§ Exercise description
Find the word "struct" in the data below and copy each line that holds it.

§ Data records
........

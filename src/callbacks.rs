//! User-agent seam for the authorization redirect
//!
//! The session never renders UI. It hands the authorization URL to a
//! [`UserAgent`] and waits for the URL the provider redirected back to.
//!
//! # Example: Implementing `UserAgent`
//!
//! ```no_run
//! use oidc_auth_session::callbacks::UserAgent;
//! use oidc_auth_session::AuthResult;
//! use async_trait::async_trait;
//! use url::Url;
//!
//! struct WebView;
//!
//! #[async_trait]
//! impl UserAgent for WebView {
//!     async fn present(&self, authorization_url: Url) -> AuthResult<Url> {
//!         // Load the page, intercept the redirect to the callback scheme
//!         # let _ = authorization_url;
//!         # unimplemented!()
//!     }
//! }
//! ```

use async_trait::async_trait;
use std::sync::Arc;
use tokio::io::{AsyncBufReadExt, BufReader};
use url::Url;

use crate::error::{AuthError, AuthResult};

// ============================================================================
// User Agent Trait
// ============================================================================

/// Presents the authorization URL and returns the redirect callback URL
#[async_trait]
pub trait UserAgent: Send + Sync {
    /// Show `authorization_url` to the user and resolve with the callback URL
    ///
    /// # Errors
    ///
    /// Return `AuthError::Cancelled` if the user aborts.
    async fn present(&self, authorization_url: Url) -> AuthResult<Url>;
}

#[async_trait]
impl<T: UserAgent + ?Sized> UserAgent for Arc<T> {
    async fn present(&self, authorization_url: Url) -> AuthResult<Url> {
        (**self).present(authorization_url).await
    }
}

#[async_trait]
impl UserAgent for Box<dyn UserAgent> {
    async fn present(&self, authorization_url: Url) -> AuthResult<Url> {
        (**self).present(authorization_url).await
    }
}

// ============================================================================
// Closure-based user agent
// ============================================================================

/// Wraps an async closure as a [`UserAgent`]
///
/// ```
/// use oidc_auth_session::callbacks::FnUserAgent;
///
/// let agent = FnUserAgent::new(|url| {
///     Box::pin(async move {
///         let state = url
///             .query_pairs()
///             .find(|(k, _)| k == "state")
///             .map(|(_, v)| v.into_owned())
///             .unwrap_or_default();
///         Ok(url::Url::parse(&format!("app://callback?code=abc&state={state}")).unwrap())
///     })
/// });
/// # let _ = agent;
/// ```
pub struct FnUserAgent<F>
where
    F: Fn(Url) -> std::pin::Pin<Box<dyn std::future::Future<Output = AuthResult<Url>> + Send>>
        + Send
        + Sync,
{
    func: F,
}

impl<F> FnUserAgent<F>
where
    F: Fn(Url) -> std::pin::Pin<Box<dyn std::future::Future<Output = AuthResult<Url>> + Send>>
        + Send
        + Sync,
{
    /// Wrap `func`
    pub fn new(func: F) -> Self {
        Self { func }
    }
}

#[async_trait]
impl<F> UserAgent for FnUserAgent<F>
where
    F: Fn(Url) -> std::pin::Pin<Box<dyn std::future::Future<Output = AuthResult<Url>> + Send>>
        + Send
        + Sync,
{
    async fn present(&self, authorization_url: Url) -> AuthResult<Url> {
        (self.func)(authorization_url).await
    }
}

// ============================================================================
// Callback parameters
// ============================================================================

/// `code` and `state` carried back on the redirect
#[derive(Debug, Clone, PartialEq, Eq)]
pub struct CallbackParams {
    /// Authorization code
    pub code: String,
    /// State echoed by the provider
    pub state: String,
}

impl CallbackParams {
    /// Extract the parameters from a redirect URL
    ///
    /// # Errors
    ///
    /// - `AuthError::AuthorizationDenied` when the provider sent `error=...`
    /// - `AuthError::StateMismatch` when `state` is missing
    /// - `AuthError::InvalidResponse` when `code` is missing or empty
    pub fn from_url(callback: &Url) -> AuthResult<Self> {
        let mut code = None;
        let mut state = None;
        let mut error = None;
        let mut description = None;
        for (key, value) in callback.query_pairs() {
            match key.as_ref() {
                "code" => code = Some(value.into_owned()),
                "state" => state = Some(value.into_owned()),
                "error" => error = Some(value.into_owned()),
                "error_description" => description = Some(value.into_owned()),
                _ => {}
            }
        }

        if let Some(error) = error {
            return Err(AuthError::AuthorizationDenied { error, description });
        }
        let state = state.ok_or(AuthError::StateMismatch)?;
        let code = code
            .filter(|c| !c.is_empty())
            .ok_or_else(|| AuthError::invalid_response("callback has no authorization code"))?;
        Ok(Self { code, state })
    }
}

// ============================================================================
// System browser
// ============================================================================

/// Opens the system browser and reads the redirected URL from stdin
///
/// For command-line tools whose redirect URI lands on a page showing the
/// final URL. Typing `cancel` (or an empty line) cancels.
#[derive(Debug, Clone)]
pub struct BrowserUserAgent {
    auto_open_browser: bool,
    opener: fn(&str) -> std::io::Result<()>,
}

impl Default for BrowserUserAgent {
    fn default() -> Self {
        Self::new()
    }
}

impl BrowserUserAgent {
    /// Create an agent that opens the browser automatically
    #[must_use]
    pub fn new() -> Self {
        Self {
            auto_open_browser: true,
            opener: webbrowser::open,
        }
    }

    /// Set whether to automatically open browser (default: true)
    #[must_use]
    pub fn auto_open_browser(mut self, auto_open: bool) -> Self {
        self.auto_open_browser = auto_open;
        self
    }

    /// Hand the whole URL to the platform browser launcher
    fn open_browser(&self, url: &Url) -> std::io::Result<()> {
        (self.opener)(url.as_str())
    }
}

#[async_trait]
impl UserAgent for BrowserUserAgent {
    async fn present(&self, authorization_url: Url) -> AuthResult<Url> {
        println!("Open this URL to sign in:");
        println!("  {authorization_url}");

        if self.auto_open_browser {
            if let Err(e) = self.open_browser(&authorization_url) {
                tracing::debug!("Could not open browser: {e}");
                println!("(Could not open browser automatically - please open the URL manually)");
            }
        }

        println!();
        println!("Paste the URL you were redirected to (or 'cancel' to abort):");

        let mut lines = BufReader::new(tokio::io::stdin()).lines();
        let line = lines
            .next_line()
            .await
            .map_err(|e| AuthError::invalid_response(format!("stdin: {e}")))?
            .unwrap_or_default();
        let input = line.trim();

        if input.is_empty() || input.eq_ignore_ascii_case("cancel") {
            return Err(AuthError::Cancelled);
        }
        Url::parse(input).map_err(|e| AuthError::invalid_response(format!("callback URL: {e}")))
    }
}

........

§ Written reply
//! struct WebView;
pub struct FnUserAgent<F>
pub struct CallbackParams {
pub struct BrowserUserAgent {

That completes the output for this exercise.